Tracing where it started

David Diaz <techlist@smoton.net> writes:

With the rapid onset of an attack such as the one sat morning. Models
I have show that not only would the spare capacity been utilized
quickly but that in a tiered (colored) customer system. That the lower
service level customers (lead colored, silver etc) would have had

Does your model(s) also take into account that people's capital
structure may not allow them the luxury of leaving multiple OC-X
ports wired up and sitting idle waiting for a surge?

One thing I found somewhat interesting among the "dymanic" allocation
of resources type infrastructure was the fact that my capacity
planning is on the order of weeks, while the exchanges assume
something on the order of minutes. I don't have enough capital sitting
around that I can afford to deploy and hook up a bunch of OC-x ports
to an exchange and then sit there waiting for them to be used maybe
sometimes in the future, for sure, etc etc.

So perhaps the thought of an optical exchange running out of resources
might be a bit of an overkill at this stage?

/vijay

Actually, I think that was the point of the dynamic provisioning ability. The UNI 1.0 protocol or the previous ODSI, were to allow the routers to provision their own capacity. The tests in the real world done actually worked although I still believe they are under NDA.

The point was to provision or reprovision capacity as needed. Without getting into the arguments of whether this is a good idea, the point was to "pay" for what you used when you used it. The biggest technical factor was "how the heck do you bill it."

If a customer goes from their normal OC3 ---> OC12 for 4hrs three times in a month... what do you bill them for? Do you take it down to the DS0/min level and just multiple or do you do a flat rate or a per upgrade???

The point was you could bump up on the fly as needed, capacity willing, then down. The obvious factor is having enough spare capacity in the bucket. This should not be an issue within the 4 walls of a colo. If it's a beyond the 4 walls play then there should be spare capacity available that normally serves as redundancy in the mesh.

The other interesting factor is that now you have sort of aTDMA arrangement going on( very loose analogy here). In that your day can theoretically be divided into 3 time zones.

In the zone:
8am - 4pm ----- Business users, Financial backbones etc
4pm -12am ----- Home users, DSL, Cable, Peer to Peer
12am - 8am ---- Remote backup services, forgein users etc

Some of the same capacity can be reused based on peer needs.

This sort of addressed the "how do i design my backbone" argument. Where engineers ahve to decide whether to built for peak load and provide max QoS but also the highest cost backbone; or whether to built for avg sustained utilization. This way you can theoretically get the best of both worlds. As long as the billing goes along with that.

You are right this is a future play. But though it was interesting from the perspective of what if all this technology was enabled today, what affect would the mSQL worm have had. Would some of these technologies have exacerbated the problems we saw. Trying to get better feedback on the future issues, so far some of the offline comments and perspectives have been helpful and inciteful as well as yours...

Dave

David Diaz <techlist@smoton.net> writes:

was to "pay" for what you used when you used it. The biggest
technical factor was "how the heck do you bill it."

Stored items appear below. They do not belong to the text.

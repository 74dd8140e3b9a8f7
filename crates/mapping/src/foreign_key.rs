//! Foreign key synthesis
//!
//! Every non many-to-many relationship needs a foreign key column on one of
//! its two entities. [`calculate`] decides whether that column still has to be
//! added; [`ensure_foreign_key`] adds it, either to the already-built model or
//! to the registry entry of a model that has not been built yet.
//!
//! ## Naming
//!
//! The column referencing `division.id` is called `division_id`: the
//! referenced table name, an underscore and the referenced column.

use crate::models::{ColumnInjection, ModelRegistry};
use schemorm_core::{PrimitiveType, SchemaError, SchemaResult};
use schemorm_ir::{ColumnArtifacts, Schemas, column, inheritance, peek, resolve};
use serde_json::{Map, Value, json};

// ============================================================================
// Naming
// ============================================================================

/// Generate the property name of a foreign key column
///
/// # Examples
///
/// - ("division", "id") -> "division_id"
/// - ("project", "code") -> "project_code"
pub fn foreign_key_property_name(tablename: &str, column: &str) -> String {
    format!("{tablename}_{column}")
}

/// Generate the `x-foreign-key` target of a foreign key column
pub fn foreign_key_target(tablename: &str, column: &str) -> String {
    format!("{tablename}.{column}")
}

// ============================================================================
// Requirement
// ============================================================================

/// Whether a foreign key column still has to be added
#[derive(Debug, Clone, PartialEq)]
pub enum ForeignKeyRequirement {
    /// The entity already declares a matching column
    Satisfied { property: String },

    /// The column is missing
    Missing {
        property: String,
        schema: Value,
        artifacts: ColumnArtifacts,
    },
}

impl ForeignKeyRequirement {
    /// Check if the column has to be added
    pub fn is_required(&self) -> bool {
        matches!(self, ForeignKeyRequirement::Missing { .. })
    }

    /// Property name of the foreign key column
    pub fn property(&self) -> &str {
        match self {
            ForeignKeyRequirement::Satisfied { property }
            | ForeignKeyRequirement::Missing { property, .. } => property,
        }
    }
}

fn registered<'a>(name: &str, schemas: &'a Schemas) -> SchemaResult<&'a Value> {
    schemas.get(name).ok_or_else(|| {
        SchemaError::malformed_relationship(format!("{name} is not a registered schema"))
    })
}

/// Flatten a registry entry
fn flat_entity(name: &str, schemas: &Schemas) -> SchemaResult<Value> {
    let (_, flat) = resolve(name, registered(name, schemas)?, schemas)?;
    Ok(flat)
}

/// Flatten a registry entry without the properties of its inheritance parent
fn own_entity(name: &str, schemas: &Schemas) -> SchemaResult<Value> {
    let (_, own) = inheritance::resolve_own(name, registered(name, schemas)?, schemas)?;
    Ok(own)
}

/// Get a property of a flat entity schema, resolved
fn flat_property(entity: &Value, property: &str, schemas: &Schemas) -> SchemaResult<Option<Value>> {
    let Some(schema) = entity
        .get("properties")
        .and_then(|properties| properties.get(property))
    else {
        return Ok(None);
    };
    let (_, flat) = resolve(property, schema, schemas)?;
    Ok(Some(flat))
}

/// Decide whether `target` needs a foreign key column to `owning.fk_column`
///
/// `target` is the entity that holds the key, `owning` the entity whose
/// column is referenced. Only the target's own table is searched for an
/// existing column: an inheriting target needs the key even when its parent
/// already has one.
pub fn calculate(
    target: &str,
    owning: &str,
    fk_column: &str,
    nullable: Option<bool>,
    schemas: &Schemas,
) -> SchemaResult<ForeignKeyRequirement> {
    let target_schema = own_entity(target, schemas)?;
    let owning_schema = flat_entity(owning, schemas)?;

    let tablename = peek::tablename(&owning_schema, schemas)?.ok_or_else(|| {
        SchemaError::malformed_relationship(format!("{owning} has no x-tablename to reference"))
    })?;
    let referenced = flat_property(&owning_schema, fk_column, schemas)?.ok_or_else(|| {
        SchemaError::malformed_relationship(format!(
            "{owning} has no {fk_column} property for the foreign key to reference"
        ))
    })?;

    let type_ = peek::primitive_type(&referenced, schemas)?;
    if !type_.is_scalar() {
        return Err(SchemaError::malformed_relationship(format!(
            "{owning}.{fk_column} cannot be referenced by a foreign key"
        )));
    }

    let property = foreign_key_property_name(&tablename, fk_column);
    let fk_target = foreign_key_target(&tablename, fk_column);

    if let Some(existing) = flat_property(&target_schema, &property, schemas)? {
        return check_existing(target, property, &existing, type_, &fk_target, schemas);
    }

    let mut schema = Map::new();
    schema.insert("type".to_string(), json!(type_.as_str()));
    if let Some(format) = peek::format(&referenced, schemas)? {
        schema.insert("format".to_string(), json!(format));
    }
    if let Some(max_length) = peek::max_length(&referenced, schemas)? {
        schema.insert("maxLength".to_string(), json!(max_length));
    }
    if let Some(nullable) = nullable {
        schema.insert("nullable".to_string(), json!(nullable));
    }
    schema.insert("x-foreign-key".to_string(), json!(fk_target));
    schema.insert("x-dict-ignore".to_string(), json!(true));

    let schema = Value::Object(schema);
    let artifacts = column::compile(&schema, None)?;
    Ok(ForeignKeyRequirement::Missing {
        property,
        schema,
        artifacts,
    })
}

/// Accept an existing column only when it matches the one that would be added
fn check_existing(
    target: &str,
    property: String,
    existing: &Value,
    type_: PrimitiveType,
    fk_target: &str,
    schemas: &Schemas,
) -> SchemaResult<ForeignKeyRequirement> {
    let existing_type = peek::type_(existing, schemas)?;
    if existing_type != type_.as_str() {
        return Err(SchemaError::malformed_relationship(format!(
            "{target}.{property} has the type {existing_type}, the foreign key requires {type_}"
        )));
    }

    match peek::foreign_key(existing, schemas)? {
        Some(existing_target) if existing_target == fk_target => {
            Ok(ForeignKeyRequirement::Satisfied { property })
        }
        Some(existing_target) => Err(SchemaError::malformed_relationship(format!(
            "{target}.{property} references {existing_target}, the foreign key requires {fk_target}"
        ))),
        None => Err(SchemaError::malformed_relationship(format!(
            "{target}.{property} must set x-foreign-key to {fk_target}"
        ))),
    }
}

// ============================================================================
// Injection
// ============================================================================

/// Make sure `target` holds a foreign key column to `owning.fk_column`
///
/// Built models receive the column through the [`ModelRegistry`]; models not
/// built yet get their registry entry wrapped in an `allOf` with a fragment
/// declaring the column. Calling this again with the same arguments changes
/// nothing.
pub fn ensure_foreign_key(
    target: &str,
    owning: &str,
    fk_column: &str,
    nullable: Option<bool>,
    schemas: &mut Schemas,
    models: &mut dyn ModelRegistry,
) -> SchemaResult<()> {
    let requirement = calculate(target, owning, fk_column, nullable, schemas)?;
    let ForeignKeyRequirement::Missing {
        property,
        schema,
        artifacts,
    } = requirement
    else {
        tracing::debug!(model = %target, property = %requirement.property(), "foreign key already present");
        return Ok(());
    };

    if models.is_materialized(target) {
        if models.has_property(target, &property) {
            return Ok(());
        }
        tracing::debug!(model = %target, property = %property, "adding foreign key to built model");
        return models.attach_column(ColumnInjection {
            model: target.to_string(),
            property,
            schema,
            artifacts,
        });
    }

    let previous = schemas.get(target).cloned().unwrap_or_else(|| json!({}));
    let mut properties = Map::new();
    properties.insert(property.clone(), schema);
    let fragment = json!({"type": "object", "properties": properties});
    schemas.replace(target, json!({"allOf": [previous, fragment]}))?;
    tracing::debug!(model = %target, property = %property, "added foreign key to schema");
    Ok(())
}

// ============================================================================
// Tests
// ============================================================================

Actually I'd think the biggest technical factor would be the trained
monkey that would sit at the switch and do OIR of line cards on the
router as appropriate and reroute patches.

If a customer goes from their normal OC3 ---> OC12 for 4hrs three
times in a month... what do you bill them for? Do you take it down to
the DS0/min level and just multiple or do you do a flat rate or a per
upgrade???

Does this include the monkey cost as the monkey switches the ports
around? (well, technically you can get software switchable oc3/oc12
ports, but substitute for 48/192 and go from there)

The point was you could bump up on the fly as needed, capacity
willing, then down. The obvious factor is having enough spare
capacity in the bucket. This should not be an issue within the 4

And the monkey. I really don't have enough capital sitting around to
leave a spare port idle for the 4 hours a day I need it.

This sort of addressed the "how do i design my backbone"
argument. Where engineers ahve to decide whether to built for peak
load and provide max QoS but also the highest cost backbone; or
whether to built for avg sustained utilization. This way you can
theoretically get the best of both worlds. As long as the billing
goes along with that.

I don't plan to be buying service from anyone who is building to
average sustained utilization (sic). My traffic tends to be bursty.

/vijay

David Diaz <techlist@smoton.net> writes:

was to "pay" for what you used when you used it. The biggest
technical factor was "how the heck do you bill it."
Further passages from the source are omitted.